Notwithstanding a turnaround strategy at WiConnect, which incorporated the strengthening of the retail management team, a refocus of product sales, as well as negotiating additional rebates from the network operators and original equipment manufacturers, the devastating impact of the pandemic was invertible, the company says.

Blue Label says: “Given the uncertainty of the tenure of the pandemic and the resultant losses attributable thereto impacting on its financial feasibility, a decision was made to cease the operations of the WiConnect retail stores. This will result in a negative impact of approximately R330 million on the group’s basic earnings for the 12 months ended 31 May.

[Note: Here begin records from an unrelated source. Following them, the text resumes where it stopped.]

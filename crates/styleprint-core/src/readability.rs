//! Readability index scoring.
//!
//! Computes Flesch Reading Ease, Flesch-Kincaid Grade Level, and the
//! Coleman-Liau Index from whitespace tokens, terminator-run sentences, and
//! heuristic syllable counts. Token lengths include attached punctuation;
//! the indices tolerate that and the counts stay consistent with the
//! statistics module.

use schemars::JsonSchema;
use serde::{Deserialize, Serialize};

use crate::error::{AnalysisError, AnalysisResult};
use crate::syllable;
use crate::text;

/// Standard readability indices for one text.
///
/// All fields are rounded to 2 decimals. Values are not clamped: degenerate
/// but non-empty input can land outside the conventional ranges, and that
/// is reported as-is.
#[derive(Debug, Clone, Serialize, Deserialize, JsonSchema)]
pub struct ReadabilityRecord {
    /// Flesch Reading Ease (higher = easier; ~0-100 for typical prose).
    pub flesch_reading_ease: f64,
    /// Flesch-Kincaid Grade Level (US school grade).
    pub flesch_kincaid_grade: f64,
    /// Coleman-Liau Index (characters and sentences per word, no syllables).
    pub coleman_liau_index: f64,
    /// Mean words per sentence.
    pub avg_sentence_length: f64,
    /// Mean syllables per word.
    pub avg_syllables_per_word: f64,
}

/// Score the readability of text.
///
/// Returns [`AnalysisError::EmptyInput`] when segmentation finds no words
/// or no sentences; every other input produces a record.
#[tracing::instrument(skip(text), fields(text_len = text.len()))]
pub fn score(text: &str) -> AnalysisResult<ReadabilityRecord> {
    let seg = text::segment(text);
    let words = seg.words.len();
    let sentences = seg.sentences.len();

    if words == 0 || sentences == 0 {
        return Err(AnalysisError::EmptyInput);
    }

    let syllables: usize = seg
        .words
        .iter()
        .map(|w| syllable::count_syllables(w))
        .sum();
    let token_chars: usize = seg.words.iter().map(|w| w.chars().count()).sum();

    let avg_sentence_length = words as f64 / sentences as f64;
    let avg_syllables_per_word = syllables as f64 / words as f64;

    let flesch_reading_ease =
        206.835 - 1.015 * avg_sentence_length - 84.6 * avg_syllables_per_word;
    let flesch_kincaid_grade =
        0.39f64.mul_add(avg_sentence_length, 11.8 * avg_syllables_per_word) - 15.59;

    // Coleman-Liau works on characters per 100 words (L) and sentences per
    // 100 words (S).
    let l = (token_chars as f64 / words as f64) * 100.0;
    let s = (sentences as f64 / words as f64) * 100.0;
    let coleman_liau_index = 0.0588 * l - 0.296 * s - 15.8;

    Ok(ReadabilityRecord {
        flesch_reading_ease: round2(flesch_reading_ease),
        flesch_kincaid_grade: round2(flesch_kincaid_grade),
        coleman_liau_index: round2(coleman_liau_index),
        avg_sentence_length: round2(avg_sentence_length),
        avg_syllables_per_word: round2(avg_syllables_per_word),
    })
}

fn round2(v: f64) -> f64 {
    (v * 100.0).round() / 100.0
}

#[cfg(test)]
mod tests {
    use super::*;

    #[test]
    fn monosyllabic_prose() {
        let record = score("The cat sat on the mat. The dog ran fast.").unwrap();
        assert_eq!(record.avg_sentence_length, 5.0);
        assert_eq!(record.avg_syllables_per_word, 1.0);
        assert_eq!(record.flesch_reading_ease, 117.16);
        assert_eq!(record.flesch_kincaid_grade, -1.84);
        assert_eq!(record.coleman_liau_index, -2.9);
    }

    #[test]
    fn complex_prose_scores_harder() {
        let simple = score("The cat sat. The dog ran.").unwrap();
        let complex = score(
            "The comprehensive organizational restructuring initiative \
             necessitated interdepartmental communication protocols.",
        )
        .unwrap();
        assert!(complex.flesch_reading_ease < simple.flesch_reading_ease);
        assert!(complex.flesch_kincaid_grade > simple.flesch_kincaid_grade);
        assert!(complex.coleman_liau_index > simple.coleman_liau_index);
    }

    #[test]
    fn empty_input_errors() {
        assert!(matches!(score(""), Err(AnalysisError::EmptyInput)));
        assert!(matches!(score("   \n\t"), Err(AnalysisError::EmptyInput)));
    }

    #[test]
    fn single_word_without_terminator() {
        // The unterminated tail counts as one sentence.
        let record = score("Stop").unwrap();
        assert_eq!(record.avg_sentence_length, 1.0);
        assert_eq!(record.avg_syllables_per_word, 1.0);
    }

    #[test]
    fn indices_are_finite() {
        let record = score("Incomprehensibilities notwithstanding, onwards!").unwrap();
        assert!(record.flesch_reading_ease.is_finite());
        assert!(record.flesch_kincaid_grade.is_finite());
        assert!(record.coleman_liau_index.is_finite());
    }
}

“The actual cash outflow required for the closure of the stores, which is included in the R330 million, will, however, be confined to approximately R30 million, in that the balance of such negative earnings represents all trading losses which have been expended, impairments to property, plant and equipment and goodwill.”

Furthermore, Blue Label says exposure to the Edcon Group, amounting to R49 million, has been provided for in full.

“Of this amount, R21 million relates to the retail stores and is included in the R330 million above.”

However, Blue Label says it generated positive cash flows from its trading operations for the year ended 31 May.

“This, together with the proceeds received from the disposals of the 3G handset division and the Blue Label Mobile Group, have been applied to reduce interest-bearing debt and in turn the strengthening of the group’s balance sheet.”

The company advised shareholders that basic, headline and core headline earnings per share for the financial year ended 31 May are expected to increase by more than 20% in comparison to the previous year, in which reported losses on basic, headline and core headline per share equated to 727.81c, 312.49c and 304.77c respectively.